Instructions to follow - In the entries below, find the line with "fn has_next(&mut self) -> Result<bool, ImportError>;" and print exactly every line from there up to and including the line with "drain one of", with no other lines.

Saved data entries:
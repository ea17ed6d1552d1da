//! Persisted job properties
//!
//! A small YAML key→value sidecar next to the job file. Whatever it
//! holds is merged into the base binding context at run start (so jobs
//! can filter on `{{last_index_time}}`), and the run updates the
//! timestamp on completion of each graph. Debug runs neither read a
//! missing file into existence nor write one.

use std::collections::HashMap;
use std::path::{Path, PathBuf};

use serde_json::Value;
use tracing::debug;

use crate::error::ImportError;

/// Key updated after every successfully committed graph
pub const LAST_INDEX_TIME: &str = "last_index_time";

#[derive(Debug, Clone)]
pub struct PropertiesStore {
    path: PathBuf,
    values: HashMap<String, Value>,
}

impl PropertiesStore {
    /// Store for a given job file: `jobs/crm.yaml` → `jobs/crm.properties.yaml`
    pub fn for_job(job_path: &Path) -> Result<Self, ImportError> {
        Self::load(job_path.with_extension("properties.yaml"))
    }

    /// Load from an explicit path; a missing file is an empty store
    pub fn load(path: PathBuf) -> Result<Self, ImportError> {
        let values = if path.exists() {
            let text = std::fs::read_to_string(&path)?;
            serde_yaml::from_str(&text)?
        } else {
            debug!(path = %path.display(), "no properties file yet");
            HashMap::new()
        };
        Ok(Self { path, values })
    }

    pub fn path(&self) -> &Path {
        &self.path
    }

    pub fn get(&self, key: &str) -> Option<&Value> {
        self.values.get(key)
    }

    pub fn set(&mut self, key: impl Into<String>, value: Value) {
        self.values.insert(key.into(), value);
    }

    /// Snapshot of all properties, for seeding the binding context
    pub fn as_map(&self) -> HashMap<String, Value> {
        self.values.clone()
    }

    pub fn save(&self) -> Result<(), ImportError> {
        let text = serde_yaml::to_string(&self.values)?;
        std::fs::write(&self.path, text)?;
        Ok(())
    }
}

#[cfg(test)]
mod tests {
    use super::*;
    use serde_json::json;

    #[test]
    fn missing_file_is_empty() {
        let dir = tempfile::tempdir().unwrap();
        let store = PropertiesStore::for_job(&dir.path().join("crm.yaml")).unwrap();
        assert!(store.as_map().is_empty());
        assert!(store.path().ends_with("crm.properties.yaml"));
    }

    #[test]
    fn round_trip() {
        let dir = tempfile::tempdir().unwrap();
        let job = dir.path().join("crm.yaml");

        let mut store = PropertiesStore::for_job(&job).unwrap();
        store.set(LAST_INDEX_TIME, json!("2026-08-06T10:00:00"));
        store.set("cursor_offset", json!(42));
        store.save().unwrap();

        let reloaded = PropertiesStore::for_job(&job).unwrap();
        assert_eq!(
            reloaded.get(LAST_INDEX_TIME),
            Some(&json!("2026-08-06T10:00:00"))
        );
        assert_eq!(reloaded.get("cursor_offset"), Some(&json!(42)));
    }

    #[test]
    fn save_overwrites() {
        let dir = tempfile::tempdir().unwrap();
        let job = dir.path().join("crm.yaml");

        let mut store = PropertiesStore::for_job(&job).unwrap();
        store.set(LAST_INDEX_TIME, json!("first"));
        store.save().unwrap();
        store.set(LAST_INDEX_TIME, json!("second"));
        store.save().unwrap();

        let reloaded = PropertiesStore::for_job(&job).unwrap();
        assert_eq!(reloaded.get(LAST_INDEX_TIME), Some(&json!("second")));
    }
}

---

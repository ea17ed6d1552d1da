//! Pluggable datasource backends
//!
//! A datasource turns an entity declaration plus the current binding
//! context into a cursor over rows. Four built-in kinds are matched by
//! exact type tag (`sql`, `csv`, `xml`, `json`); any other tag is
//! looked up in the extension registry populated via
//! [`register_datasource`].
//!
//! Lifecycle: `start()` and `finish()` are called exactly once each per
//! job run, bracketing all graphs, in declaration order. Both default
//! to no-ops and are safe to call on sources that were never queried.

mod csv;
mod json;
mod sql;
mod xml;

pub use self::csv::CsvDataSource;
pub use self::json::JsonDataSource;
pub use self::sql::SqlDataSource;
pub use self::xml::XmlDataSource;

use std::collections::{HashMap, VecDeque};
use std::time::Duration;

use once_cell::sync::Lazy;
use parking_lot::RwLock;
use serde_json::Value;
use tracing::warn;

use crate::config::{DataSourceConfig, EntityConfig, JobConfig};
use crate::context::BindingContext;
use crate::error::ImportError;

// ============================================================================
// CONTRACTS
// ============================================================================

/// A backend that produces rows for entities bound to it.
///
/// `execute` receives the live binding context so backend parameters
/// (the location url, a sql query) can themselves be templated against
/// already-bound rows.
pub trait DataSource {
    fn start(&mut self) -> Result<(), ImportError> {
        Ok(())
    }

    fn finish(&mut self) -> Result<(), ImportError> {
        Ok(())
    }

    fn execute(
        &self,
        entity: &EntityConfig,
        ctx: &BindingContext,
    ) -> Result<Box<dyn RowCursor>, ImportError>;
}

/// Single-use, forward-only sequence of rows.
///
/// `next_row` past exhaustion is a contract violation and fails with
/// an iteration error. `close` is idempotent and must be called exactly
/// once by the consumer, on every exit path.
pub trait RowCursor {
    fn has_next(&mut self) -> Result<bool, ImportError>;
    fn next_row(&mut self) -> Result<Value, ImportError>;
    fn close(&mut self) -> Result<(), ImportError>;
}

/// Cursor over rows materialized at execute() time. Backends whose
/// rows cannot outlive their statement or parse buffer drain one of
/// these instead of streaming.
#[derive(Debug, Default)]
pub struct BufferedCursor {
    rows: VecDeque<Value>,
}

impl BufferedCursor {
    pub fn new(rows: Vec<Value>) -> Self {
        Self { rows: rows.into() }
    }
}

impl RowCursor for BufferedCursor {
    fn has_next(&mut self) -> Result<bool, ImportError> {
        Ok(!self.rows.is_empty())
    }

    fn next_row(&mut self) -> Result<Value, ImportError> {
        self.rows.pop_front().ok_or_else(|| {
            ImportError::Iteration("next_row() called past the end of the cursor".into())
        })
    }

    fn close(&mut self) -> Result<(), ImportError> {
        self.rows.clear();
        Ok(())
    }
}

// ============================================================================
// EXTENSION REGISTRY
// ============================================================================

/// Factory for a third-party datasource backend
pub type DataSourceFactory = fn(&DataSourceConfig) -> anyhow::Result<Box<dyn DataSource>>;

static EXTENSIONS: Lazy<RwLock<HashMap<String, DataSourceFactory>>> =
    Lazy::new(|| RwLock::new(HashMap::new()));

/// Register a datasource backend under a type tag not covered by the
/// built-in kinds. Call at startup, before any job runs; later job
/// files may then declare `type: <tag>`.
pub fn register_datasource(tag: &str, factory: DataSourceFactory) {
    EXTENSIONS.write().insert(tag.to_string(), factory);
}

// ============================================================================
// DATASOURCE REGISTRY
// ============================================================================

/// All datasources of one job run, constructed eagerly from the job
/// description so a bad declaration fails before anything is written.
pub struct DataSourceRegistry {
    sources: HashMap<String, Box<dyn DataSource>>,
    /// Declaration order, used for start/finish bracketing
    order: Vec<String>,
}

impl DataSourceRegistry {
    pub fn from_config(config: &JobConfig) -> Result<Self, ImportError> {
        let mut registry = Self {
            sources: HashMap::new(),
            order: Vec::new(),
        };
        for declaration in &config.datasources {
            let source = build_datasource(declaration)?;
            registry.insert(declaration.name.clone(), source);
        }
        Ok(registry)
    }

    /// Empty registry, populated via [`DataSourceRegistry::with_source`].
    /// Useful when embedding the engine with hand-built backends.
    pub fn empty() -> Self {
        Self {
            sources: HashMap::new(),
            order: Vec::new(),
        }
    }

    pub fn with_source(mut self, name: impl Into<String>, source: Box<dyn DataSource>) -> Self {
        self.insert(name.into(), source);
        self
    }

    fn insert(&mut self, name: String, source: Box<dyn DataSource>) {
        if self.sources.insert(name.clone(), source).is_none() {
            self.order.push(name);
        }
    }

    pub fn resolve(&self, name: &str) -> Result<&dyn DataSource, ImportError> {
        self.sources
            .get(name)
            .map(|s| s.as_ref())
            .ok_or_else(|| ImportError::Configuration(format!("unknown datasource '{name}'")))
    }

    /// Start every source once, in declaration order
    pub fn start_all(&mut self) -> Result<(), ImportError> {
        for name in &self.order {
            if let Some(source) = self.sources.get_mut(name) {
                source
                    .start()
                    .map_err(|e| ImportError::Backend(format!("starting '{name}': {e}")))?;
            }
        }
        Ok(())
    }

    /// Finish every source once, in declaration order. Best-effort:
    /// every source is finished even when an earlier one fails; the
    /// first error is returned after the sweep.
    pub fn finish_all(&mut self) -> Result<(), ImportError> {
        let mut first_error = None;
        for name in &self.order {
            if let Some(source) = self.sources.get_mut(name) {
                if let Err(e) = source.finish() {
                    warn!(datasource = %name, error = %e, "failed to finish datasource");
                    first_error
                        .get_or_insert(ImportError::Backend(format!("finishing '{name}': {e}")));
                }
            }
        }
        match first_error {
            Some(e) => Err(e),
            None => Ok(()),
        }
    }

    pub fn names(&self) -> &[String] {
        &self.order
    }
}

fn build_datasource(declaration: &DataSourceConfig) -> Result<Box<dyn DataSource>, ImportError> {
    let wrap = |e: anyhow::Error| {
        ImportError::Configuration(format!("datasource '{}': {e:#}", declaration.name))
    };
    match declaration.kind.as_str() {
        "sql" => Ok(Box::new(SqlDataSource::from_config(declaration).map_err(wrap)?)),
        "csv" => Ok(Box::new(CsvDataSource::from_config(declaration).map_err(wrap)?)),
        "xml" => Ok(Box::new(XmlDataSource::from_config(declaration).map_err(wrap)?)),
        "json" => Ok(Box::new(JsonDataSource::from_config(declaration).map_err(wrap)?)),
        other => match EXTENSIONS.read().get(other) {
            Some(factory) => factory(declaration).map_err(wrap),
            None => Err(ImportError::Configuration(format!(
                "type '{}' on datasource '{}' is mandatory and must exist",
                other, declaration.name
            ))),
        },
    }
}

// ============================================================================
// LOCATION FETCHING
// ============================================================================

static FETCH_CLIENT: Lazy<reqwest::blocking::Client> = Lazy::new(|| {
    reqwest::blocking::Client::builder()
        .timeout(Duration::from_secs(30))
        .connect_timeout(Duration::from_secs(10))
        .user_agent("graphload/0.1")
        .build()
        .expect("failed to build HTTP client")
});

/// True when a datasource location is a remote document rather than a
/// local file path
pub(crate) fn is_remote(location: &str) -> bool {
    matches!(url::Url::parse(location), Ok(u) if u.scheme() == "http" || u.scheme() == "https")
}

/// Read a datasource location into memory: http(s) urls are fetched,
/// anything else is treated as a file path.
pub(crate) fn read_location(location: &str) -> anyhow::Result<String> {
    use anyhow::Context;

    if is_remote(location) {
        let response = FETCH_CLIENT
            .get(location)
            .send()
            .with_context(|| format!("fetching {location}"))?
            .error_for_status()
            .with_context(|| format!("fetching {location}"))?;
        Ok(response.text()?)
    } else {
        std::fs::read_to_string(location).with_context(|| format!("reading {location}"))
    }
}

Exercise answer -
    fn has_next(&mut self) -> Result<bool, ImportError>;
    fn next_row(&mut self) -> Result<Value, ImportError>;
    fn close(&mut self) -> Result<(), ImportError>;
}

/// Cursor over rows materialized at execute() time. Backends whose
/// rows cannot outlive their statement or parse buffer drain one of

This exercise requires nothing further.